BEGIN

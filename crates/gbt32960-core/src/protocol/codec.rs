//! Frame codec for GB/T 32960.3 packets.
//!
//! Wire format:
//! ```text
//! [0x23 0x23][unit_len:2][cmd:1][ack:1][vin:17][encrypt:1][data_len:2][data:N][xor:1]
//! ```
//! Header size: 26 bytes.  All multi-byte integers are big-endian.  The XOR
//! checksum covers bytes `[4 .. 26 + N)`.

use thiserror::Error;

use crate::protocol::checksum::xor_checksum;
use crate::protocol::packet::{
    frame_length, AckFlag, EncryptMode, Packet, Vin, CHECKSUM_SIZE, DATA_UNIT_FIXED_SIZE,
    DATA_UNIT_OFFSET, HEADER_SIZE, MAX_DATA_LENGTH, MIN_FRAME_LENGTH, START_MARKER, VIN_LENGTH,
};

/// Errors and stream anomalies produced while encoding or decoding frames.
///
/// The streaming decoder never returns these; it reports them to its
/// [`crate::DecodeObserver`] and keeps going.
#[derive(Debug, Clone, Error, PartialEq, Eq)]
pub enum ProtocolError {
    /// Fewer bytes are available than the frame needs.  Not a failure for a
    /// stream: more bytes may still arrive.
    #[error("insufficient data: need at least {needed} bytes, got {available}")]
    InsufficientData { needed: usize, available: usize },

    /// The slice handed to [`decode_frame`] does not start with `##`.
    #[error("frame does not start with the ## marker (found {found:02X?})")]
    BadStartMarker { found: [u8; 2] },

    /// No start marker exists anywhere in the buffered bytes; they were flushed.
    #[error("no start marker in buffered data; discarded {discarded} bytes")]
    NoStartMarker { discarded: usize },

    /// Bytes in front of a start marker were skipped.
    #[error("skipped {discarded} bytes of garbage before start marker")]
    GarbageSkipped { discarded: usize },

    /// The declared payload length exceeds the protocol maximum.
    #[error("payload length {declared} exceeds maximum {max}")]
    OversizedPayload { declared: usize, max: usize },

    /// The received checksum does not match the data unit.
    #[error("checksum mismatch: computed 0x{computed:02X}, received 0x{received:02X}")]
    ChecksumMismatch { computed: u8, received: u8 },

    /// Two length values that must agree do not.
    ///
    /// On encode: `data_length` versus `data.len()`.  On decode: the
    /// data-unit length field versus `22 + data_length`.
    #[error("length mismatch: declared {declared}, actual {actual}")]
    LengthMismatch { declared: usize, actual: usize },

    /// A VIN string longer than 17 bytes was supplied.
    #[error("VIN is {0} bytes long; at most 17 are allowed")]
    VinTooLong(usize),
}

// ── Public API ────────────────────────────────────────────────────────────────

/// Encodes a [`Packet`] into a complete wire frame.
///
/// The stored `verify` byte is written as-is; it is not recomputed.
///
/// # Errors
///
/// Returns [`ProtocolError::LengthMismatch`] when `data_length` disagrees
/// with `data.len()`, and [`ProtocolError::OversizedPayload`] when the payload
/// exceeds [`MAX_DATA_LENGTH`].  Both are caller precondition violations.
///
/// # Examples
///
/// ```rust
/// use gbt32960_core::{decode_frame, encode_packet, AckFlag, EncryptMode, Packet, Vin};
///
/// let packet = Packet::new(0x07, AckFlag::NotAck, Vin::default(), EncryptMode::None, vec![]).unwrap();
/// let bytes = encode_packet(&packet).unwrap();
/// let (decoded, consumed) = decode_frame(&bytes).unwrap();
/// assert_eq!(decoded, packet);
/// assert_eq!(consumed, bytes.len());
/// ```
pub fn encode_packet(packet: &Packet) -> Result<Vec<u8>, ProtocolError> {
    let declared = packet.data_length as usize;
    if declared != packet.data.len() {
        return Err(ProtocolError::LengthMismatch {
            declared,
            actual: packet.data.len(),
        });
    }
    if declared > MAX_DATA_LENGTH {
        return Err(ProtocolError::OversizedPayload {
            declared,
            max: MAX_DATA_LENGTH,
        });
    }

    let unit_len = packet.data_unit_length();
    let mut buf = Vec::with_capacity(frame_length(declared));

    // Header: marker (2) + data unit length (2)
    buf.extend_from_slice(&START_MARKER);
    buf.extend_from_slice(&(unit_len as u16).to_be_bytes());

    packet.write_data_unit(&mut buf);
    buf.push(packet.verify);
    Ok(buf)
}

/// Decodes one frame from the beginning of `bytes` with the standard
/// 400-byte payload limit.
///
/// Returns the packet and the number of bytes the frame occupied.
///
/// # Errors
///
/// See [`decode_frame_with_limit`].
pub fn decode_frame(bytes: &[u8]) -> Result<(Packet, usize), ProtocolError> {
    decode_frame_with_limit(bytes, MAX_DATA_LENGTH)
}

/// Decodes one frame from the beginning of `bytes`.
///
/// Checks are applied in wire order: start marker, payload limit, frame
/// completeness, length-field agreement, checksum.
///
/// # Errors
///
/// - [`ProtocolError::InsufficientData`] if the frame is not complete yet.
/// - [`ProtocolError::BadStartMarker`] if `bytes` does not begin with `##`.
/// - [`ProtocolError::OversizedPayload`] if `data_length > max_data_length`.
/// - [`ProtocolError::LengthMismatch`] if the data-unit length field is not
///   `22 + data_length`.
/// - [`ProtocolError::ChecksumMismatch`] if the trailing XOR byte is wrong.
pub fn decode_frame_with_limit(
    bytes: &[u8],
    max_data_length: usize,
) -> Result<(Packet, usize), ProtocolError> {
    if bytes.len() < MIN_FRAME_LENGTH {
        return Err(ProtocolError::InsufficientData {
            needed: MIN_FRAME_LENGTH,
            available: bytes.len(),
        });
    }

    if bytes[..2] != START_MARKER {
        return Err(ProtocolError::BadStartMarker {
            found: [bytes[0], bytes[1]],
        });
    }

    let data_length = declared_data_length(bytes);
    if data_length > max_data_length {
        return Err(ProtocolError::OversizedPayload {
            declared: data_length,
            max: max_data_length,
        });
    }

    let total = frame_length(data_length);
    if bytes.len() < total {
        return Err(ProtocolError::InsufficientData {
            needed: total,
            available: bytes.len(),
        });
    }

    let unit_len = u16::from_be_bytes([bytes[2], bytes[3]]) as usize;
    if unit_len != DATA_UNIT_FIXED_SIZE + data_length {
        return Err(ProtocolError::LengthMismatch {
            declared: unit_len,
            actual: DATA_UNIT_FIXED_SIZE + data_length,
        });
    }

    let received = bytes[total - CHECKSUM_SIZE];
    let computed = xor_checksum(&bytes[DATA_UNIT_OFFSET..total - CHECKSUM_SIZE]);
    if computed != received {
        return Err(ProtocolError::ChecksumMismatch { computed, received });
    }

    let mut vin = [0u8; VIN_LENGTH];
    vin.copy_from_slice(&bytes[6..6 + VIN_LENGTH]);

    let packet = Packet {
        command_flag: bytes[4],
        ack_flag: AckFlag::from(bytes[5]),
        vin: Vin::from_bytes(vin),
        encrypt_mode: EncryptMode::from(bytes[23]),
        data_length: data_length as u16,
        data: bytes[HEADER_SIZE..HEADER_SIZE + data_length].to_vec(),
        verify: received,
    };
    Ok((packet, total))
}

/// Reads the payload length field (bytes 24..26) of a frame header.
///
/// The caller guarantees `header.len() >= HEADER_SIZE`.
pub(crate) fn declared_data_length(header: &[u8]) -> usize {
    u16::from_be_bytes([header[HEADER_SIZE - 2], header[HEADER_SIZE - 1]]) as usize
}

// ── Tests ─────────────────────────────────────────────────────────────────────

END
BEGIN

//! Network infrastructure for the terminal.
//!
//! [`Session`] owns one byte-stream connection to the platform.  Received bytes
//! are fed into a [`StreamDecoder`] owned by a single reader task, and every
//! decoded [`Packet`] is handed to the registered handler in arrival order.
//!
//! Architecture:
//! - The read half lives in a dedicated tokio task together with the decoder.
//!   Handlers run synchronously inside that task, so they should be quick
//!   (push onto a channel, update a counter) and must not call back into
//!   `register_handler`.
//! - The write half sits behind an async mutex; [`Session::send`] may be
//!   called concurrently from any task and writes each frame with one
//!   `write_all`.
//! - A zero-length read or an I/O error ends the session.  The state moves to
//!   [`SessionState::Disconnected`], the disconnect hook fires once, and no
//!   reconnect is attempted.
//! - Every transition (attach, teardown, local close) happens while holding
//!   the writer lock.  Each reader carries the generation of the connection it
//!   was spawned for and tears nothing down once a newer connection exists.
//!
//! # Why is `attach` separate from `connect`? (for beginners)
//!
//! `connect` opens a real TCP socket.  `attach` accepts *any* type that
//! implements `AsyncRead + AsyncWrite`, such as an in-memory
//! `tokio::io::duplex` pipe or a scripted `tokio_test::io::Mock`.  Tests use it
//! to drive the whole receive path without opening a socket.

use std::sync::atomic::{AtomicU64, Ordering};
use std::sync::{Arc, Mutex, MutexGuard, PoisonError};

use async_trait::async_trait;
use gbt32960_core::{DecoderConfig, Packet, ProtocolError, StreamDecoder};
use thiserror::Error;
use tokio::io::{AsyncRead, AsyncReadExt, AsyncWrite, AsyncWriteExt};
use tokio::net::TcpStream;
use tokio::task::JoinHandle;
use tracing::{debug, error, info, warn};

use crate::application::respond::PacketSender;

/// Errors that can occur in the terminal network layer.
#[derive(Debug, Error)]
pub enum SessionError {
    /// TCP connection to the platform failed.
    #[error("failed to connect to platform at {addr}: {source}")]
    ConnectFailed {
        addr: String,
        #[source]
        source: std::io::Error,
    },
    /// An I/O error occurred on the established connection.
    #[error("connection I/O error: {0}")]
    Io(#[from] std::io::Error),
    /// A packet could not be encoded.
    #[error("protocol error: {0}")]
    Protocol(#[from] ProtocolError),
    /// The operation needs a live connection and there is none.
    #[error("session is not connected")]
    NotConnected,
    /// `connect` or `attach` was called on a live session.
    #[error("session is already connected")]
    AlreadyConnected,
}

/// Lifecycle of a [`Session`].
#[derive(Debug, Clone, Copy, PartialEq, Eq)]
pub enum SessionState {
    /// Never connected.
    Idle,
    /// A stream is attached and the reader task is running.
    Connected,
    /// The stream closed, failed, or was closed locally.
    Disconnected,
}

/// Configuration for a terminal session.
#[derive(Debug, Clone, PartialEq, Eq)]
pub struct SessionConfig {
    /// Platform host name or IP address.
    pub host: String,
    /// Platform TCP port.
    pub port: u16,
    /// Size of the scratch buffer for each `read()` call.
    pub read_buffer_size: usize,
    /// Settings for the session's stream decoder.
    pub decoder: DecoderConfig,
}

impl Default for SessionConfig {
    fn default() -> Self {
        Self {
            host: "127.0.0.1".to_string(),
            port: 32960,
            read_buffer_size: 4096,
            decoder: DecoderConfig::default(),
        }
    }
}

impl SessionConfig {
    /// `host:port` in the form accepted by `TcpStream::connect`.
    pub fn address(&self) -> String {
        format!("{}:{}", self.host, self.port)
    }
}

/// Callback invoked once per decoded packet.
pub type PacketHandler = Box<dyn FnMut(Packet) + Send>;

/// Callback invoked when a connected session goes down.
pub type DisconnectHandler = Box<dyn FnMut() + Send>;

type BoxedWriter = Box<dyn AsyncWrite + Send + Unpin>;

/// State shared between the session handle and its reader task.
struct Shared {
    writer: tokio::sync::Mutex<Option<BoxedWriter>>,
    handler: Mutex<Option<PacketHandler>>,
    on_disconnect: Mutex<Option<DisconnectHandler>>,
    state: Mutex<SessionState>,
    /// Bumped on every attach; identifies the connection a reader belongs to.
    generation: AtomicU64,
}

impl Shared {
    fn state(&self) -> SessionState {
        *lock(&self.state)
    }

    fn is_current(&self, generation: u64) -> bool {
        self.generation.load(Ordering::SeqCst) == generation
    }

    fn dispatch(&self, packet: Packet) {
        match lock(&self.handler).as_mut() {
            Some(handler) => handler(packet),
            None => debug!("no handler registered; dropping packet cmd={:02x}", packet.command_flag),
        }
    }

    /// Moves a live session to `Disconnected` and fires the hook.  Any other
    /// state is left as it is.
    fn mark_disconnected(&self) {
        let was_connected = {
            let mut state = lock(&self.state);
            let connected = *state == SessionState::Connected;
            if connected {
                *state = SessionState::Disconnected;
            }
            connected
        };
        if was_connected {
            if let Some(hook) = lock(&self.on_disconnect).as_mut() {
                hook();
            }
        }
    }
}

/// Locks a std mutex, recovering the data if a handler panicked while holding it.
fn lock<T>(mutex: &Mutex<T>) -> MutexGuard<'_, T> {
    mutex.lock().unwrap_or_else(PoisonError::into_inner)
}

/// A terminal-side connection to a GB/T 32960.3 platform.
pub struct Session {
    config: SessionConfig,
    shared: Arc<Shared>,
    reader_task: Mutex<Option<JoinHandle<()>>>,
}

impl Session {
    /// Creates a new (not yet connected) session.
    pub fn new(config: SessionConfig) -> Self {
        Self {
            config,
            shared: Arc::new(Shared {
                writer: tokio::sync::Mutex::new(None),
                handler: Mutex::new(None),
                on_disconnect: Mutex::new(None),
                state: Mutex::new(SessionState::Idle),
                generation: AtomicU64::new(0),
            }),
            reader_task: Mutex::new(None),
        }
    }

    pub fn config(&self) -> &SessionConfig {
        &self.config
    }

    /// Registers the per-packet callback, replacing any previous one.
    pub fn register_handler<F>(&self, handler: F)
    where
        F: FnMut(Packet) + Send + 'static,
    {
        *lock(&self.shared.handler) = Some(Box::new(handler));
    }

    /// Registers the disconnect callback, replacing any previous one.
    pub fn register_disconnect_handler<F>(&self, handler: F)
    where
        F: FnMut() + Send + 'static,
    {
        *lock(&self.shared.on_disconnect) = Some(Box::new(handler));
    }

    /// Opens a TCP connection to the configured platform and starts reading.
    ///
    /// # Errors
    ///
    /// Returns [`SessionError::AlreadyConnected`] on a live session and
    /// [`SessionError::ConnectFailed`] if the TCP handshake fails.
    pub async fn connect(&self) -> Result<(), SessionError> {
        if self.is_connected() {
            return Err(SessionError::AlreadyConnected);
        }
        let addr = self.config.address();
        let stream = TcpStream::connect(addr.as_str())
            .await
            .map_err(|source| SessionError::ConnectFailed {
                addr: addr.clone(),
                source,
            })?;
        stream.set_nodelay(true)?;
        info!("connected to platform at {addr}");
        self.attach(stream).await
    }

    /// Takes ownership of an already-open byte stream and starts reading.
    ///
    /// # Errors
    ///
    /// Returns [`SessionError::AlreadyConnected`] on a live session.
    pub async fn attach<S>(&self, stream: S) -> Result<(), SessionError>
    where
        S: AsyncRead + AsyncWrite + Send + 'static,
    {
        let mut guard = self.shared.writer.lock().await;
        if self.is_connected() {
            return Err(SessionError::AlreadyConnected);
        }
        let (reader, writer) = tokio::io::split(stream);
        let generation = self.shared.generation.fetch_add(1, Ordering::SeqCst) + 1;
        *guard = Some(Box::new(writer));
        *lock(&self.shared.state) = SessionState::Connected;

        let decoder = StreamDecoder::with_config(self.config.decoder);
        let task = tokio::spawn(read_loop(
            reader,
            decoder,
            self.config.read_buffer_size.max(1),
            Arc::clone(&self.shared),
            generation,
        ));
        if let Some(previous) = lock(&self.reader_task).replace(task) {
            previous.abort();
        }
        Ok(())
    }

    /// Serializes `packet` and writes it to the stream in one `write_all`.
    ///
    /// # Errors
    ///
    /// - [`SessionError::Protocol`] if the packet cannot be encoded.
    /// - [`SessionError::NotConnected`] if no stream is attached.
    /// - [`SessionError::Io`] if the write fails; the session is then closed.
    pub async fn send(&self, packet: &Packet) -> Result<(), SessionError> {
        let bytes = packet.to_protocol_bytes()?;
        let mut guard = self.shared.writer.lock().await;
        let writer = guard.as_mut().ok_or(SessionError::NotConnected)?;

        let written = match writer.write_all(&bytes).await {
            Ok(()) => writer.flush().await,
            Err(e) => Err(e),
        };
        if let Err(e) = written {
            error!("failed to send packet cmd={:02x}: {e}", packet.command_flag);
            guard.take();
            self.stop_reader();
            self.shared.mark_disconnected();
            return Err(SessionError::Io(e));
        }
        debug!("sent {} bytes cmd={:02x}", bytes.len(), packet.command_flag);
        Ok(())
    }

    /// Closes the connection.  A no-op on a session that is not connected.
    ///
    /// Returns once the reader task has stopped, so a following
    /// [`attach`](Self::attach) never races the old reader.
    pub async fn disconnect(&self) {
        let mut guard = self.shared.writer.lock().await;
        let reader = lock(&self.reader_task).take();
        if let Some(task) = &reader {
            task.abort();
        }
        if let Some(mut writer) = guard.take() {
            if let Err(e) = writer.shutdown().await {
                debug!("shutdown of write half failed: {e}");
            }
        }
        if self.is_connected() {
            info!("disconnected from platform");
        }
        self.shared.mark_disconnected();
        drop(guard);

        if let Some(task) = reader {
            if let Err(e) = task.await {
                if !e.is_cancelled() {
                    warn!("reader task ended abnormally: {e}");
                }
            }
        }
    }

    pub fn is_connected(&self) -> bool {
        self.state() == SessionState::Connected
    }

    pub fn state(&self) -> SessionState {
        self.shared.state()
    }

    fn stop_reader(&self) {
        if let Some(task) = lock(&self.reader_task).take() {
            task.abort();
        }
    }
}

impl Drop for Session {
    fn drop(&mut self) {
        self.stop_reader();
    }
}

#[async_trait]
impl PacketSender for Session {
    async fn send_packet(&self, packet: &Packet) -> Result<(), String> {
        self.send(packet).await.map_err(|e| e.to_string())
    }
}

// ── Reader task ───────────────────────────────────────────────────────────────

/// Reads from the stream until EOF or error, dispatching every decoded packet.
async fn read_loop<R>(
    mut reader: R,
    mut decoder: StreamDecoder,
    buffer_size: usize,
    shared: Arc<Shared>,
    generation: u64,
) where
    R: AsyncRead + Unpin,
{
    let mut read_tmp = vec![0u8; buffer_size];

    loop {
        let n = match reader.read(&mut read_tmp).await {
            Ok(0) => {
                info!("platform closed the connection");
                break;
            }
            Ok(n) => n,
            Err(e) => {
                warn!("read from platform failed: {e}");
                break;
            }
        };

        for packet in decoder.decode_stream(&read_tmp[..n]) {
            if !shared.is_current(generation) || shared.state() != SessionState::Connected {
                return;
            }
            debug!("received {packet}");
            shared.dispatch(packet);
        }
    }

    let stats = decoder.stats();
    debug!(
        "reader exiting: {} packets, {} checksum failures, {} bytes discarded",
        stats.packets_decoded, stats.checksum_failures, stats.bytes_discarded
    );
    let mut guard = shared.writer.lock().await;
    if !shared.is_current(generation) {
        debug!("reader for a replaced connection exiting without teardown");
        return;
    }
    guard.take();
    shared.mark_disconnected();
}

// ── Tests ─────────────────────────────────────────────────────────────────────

END

About this task —
Which lines contain "SessionState"? Copy each of them from the listing.

Answer for the task —
//!   [`SessionState::Disconnected`], the disconnect hook fires once, and no
pub enum SessionState {
    state: Mutex<SessionState>,
    fn state(&self) -> SessionState {
            let connected = *state == SessionState::Connected;
                *state = SessionState::Disconnected;
                state: Mutex::new(SessionState::Idle),
        *lock(&self.shared.state) = SessionState::Connected;
        self.state() == SessionState::Connected
    pub fn state(&self) -> SessionState {
            if !shared.is_current(generation) || shared.state() != SessionState::Connected {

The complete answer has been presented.